• WHAT IS EXPECTED: Report each line from the data below that holds the word "InputKey".

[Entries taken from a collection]
_ _ _
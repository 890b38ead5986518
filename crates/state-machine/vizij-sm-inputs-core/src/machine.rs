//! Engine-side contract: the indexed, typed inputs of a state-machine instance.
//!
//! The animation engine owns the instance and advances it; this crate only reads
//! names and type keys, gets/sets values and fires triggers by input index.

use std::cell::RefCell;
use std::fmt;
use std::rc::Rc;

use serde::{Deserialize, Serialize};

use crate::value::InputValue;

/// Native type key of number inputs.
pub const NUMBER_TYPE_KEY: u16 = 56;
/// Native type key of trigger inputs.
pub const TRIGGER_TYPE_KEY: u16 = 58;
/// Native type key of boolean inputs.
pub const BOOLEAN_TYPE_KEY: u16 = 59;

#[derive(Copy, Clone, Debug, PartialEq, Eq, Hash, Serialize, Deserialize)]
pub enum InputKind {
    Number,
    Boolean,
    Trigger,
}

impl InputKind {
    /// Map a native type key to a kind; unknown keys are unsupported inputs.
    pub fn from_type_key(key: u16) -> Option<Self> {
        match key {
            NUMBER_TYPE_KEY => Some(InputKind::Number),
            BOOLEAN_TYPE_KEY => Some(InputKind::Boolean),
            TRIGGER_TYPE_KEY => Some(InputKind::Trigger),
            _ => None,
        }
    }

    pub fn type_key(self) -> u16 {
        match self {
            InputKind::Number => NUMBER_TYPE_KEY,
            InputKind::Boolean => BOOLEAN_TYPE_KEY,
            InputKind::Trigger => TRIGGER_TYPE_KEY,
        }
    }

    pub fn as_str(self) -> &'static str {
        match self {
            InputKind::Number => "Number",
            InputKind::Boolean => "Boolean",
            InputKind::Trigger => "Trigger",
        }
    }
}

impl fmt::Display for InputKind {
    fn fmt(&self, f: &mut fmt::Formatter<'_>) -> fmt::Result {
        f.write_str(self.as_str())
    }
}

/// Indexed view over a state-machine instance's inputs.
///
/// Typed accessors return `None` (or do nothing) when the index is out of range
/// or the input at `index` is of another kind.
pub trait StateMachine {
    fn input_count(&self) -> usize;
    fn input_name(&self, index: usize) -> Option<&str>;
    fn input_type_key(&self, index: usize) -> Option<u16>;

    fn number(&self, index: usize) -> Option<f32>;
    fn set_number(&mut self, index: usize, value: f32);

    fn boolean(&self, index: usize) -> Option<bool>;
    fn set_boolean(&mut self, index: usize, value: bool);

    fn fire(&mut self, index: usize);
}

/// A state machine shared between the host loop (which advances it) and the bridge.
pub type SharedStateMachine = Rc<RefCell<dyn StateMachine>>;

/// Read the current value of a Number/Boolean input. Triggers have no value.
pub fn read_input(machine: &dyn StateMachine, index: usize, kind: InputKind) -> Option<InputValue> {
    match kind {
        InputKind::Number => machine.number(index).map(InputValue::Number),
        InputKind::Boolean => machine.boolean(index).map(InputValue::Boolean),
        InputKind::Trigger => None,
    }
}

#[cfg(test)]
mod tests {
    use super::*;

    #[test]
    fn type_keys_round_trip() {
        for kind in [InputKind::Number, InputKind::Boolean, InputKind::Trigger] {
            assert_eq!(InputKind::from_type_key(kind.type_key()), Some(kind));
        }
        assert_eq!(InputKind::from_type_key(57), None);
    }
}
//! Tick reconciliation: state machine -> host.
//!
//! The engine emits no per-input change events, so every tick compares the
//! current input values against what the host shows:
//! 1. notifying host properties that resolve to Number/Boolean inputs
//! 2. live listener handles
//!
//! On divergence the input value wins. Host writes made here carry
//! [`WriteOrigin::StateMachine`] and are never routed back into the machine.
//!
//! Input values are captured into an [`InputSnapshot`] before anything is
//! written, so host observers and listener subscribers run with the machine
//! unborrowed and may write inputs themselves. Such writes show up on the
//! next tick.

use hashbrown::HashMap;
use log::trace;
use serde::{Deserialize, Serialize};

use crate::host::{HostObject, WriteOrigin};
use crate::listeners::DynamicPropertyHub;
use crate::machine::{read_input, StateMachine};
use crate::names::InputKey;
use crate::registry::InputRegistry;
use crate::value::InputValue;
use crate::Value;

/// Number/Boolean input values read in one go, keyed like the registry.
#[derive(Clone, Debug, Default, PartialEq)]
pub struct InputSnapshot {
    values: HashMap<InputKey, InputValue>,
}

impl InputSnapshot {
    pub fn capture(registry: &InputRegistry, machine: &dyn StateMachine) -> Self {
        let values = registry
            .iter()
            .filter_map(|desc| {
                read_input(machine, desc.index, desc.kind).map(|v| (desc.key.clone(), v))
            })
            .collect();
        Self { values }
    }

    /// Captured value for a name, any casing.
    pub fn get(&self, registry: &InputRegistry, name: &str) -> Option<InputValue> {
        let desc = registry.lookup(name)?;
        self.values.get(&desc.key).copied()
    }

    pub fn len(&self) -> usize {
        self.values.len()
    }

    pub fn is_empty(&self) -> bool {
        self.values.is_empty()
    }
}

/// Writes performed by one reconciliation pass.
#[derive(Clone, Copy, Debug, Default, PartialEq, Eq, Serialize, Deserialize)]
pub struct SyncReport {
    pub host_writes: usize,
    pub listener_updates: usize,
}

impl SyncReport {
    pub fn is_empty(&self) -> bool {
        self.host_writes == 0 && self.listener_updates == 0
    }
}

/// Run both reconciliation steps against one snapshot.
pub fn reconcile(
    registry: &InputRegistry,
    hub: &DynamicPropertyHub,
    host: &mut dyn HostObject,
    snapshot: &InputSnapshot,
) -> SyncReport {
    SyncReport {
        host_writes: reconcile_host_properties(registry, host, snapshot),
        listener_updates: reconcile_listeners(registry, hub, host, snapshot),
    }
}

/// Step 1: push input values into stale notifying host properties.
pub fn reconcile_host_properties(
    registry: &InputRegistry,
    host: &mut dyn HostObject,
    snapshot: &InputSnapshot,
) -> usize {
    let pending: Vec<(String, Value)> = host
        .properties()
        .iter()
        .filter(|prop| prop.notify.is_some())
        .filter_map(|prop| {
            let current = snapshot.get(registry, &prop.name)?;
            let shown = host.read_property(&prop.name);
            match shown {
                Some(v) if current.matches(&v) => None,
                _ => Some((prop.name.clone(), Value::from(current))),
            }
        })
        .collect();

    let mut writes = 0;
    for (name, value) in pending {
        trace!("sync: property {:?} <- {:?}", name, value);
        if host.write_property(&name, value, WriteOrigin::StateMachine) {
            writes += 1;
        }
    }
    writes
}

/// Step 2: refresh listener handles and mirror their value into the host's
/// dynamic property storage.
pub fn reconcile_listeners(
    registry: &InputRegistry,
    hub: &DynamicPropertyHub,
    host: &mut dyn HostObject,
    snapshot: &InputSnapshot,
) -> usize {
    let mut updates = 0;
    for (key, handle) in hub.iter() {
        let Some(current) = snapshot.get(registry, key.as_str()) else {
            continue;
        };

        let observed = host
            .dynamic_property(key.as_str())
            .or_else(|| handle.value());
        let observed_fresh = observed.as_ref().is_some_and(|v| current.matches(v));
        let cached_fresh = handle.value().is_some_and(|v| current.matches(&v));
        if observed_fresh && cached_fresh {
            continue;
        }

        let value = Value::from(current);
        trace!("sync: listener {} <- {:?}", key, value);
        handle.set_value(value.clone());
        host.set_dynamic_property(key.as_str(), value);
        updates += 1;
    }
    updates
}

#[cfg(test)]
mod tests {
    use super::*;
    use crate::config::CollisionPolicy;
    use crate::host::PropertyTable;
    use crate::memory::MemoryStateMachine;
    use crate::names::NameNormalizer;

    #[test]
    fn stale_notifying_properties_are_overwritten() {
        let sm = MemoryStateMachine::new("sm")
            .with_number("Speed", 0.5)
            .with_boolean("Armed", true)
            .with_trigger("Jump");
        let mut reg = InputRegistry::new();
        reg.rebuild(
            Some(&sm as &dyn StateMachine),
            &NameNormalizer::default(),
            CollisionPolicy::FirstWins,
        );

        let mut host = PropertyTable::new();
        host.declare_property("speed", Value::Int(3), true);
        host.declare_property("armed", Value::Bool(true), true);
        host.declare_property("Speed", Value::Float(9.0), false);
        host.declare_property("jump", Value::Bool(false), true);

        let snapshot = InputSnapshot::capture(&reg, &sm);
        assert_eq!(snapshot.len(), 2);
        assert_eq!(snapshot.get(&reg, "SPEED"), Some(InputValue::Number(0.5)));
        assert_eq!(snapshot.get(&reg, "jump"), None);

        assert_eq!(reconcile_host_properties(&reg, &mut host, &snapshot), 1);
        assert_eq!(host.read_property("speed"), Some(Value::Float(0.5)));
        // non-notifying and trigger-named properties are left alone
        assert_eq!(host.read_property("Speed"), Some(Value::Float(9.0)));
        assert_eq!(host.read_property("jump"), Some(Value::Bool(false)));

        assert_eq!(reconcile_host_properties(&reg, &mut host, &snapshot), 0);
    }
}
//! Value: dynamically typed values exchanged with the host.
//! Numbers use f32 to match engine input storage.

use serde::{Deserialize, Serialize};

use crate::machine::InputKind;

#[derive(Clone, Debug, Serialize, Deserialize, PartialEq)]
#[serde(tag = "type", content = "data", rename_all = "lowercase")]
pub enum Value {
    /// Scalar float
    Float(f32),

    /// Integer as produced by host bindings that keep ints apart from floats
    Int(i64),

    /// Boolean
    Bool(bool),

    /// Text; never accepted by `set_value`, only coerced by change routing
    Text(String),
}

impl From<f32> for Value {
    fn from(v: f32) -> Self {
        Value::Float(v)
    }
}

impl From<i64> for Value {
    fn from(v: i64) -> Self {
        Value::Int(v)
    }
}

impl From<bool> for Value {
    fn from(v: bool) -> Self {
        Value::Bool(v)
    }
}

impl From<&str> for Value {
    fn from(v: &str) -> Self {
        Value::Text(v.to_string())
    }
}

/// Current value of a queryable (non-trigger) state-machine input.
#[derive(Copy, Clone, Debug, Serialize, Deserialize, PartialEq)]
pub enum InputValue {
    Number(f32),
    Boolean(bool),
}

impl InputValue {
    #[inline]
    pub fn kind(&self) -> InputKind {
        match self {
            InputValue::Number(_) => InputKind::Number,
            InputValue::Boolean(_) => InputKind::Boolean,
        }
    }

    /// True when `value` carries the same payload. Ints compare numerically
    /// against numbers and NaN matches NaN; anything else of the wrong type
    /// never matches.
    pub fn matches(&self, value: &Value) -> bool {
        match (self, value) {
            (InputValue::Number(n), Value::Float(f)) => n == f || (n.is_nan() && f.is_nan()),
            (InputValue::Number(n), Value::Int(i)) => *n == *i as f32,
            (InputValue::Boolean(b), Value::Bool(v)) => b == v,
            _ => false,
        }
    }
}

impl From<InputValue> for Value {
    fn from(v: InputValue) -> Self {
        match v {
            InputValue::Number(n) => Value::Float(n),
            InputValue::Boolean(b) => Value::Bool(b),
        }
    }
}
_ _ _
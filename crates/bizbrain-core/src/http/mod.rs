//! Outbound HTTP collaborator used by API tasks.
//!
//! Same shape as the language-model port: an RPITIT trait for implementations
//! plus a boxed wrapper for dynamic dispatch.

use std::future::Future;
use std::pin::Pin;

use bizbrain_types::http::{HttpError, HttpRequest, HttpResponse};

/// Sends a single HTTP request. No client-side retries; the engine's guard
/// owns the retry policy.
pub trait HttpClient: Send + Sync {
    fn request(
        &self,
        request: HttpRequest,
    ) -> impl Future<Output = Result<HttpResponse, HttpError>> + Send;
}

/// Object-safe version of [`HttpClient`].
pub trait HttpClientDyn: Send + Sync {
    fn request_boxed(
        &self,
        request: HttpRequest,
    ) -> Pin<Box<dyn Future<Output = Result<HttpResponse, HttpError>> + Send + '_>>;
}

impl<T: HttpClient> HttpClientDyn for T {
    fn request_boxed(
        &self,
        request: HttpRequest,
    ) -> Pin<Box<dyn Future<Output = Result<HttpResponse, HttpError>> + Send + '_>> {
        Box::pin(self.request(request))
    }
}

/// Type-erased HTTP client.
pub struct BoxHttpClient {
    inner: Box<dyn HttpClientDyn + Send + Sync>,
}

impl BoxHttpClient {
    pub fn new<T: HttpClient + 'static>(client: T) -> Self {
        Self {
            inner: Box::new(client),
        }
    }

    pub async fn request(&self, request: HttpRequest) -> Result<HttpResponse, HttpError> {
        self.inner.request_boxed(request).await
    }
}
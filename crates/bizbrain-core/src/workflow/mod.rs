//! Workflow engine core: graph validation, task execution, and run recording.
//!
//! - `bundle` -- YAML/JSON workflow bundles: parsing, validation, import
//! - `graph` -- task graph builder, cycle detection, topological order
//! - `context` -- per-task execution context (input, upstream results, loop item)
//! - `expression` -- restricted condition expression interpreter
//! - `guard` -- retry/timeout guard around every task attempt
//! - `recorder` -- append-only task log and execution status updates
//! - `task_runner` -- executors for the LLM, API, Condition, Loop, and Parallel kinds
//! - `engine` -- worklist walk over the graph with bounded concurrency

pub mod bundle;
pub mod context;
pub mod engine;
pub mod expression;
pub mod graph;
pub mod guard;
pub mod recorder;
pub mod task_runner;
_ _ _
• REPLY TO THE EXERCISE:
use crate::names::InputKey;
    values: HashMap<InputKey, InputValue>,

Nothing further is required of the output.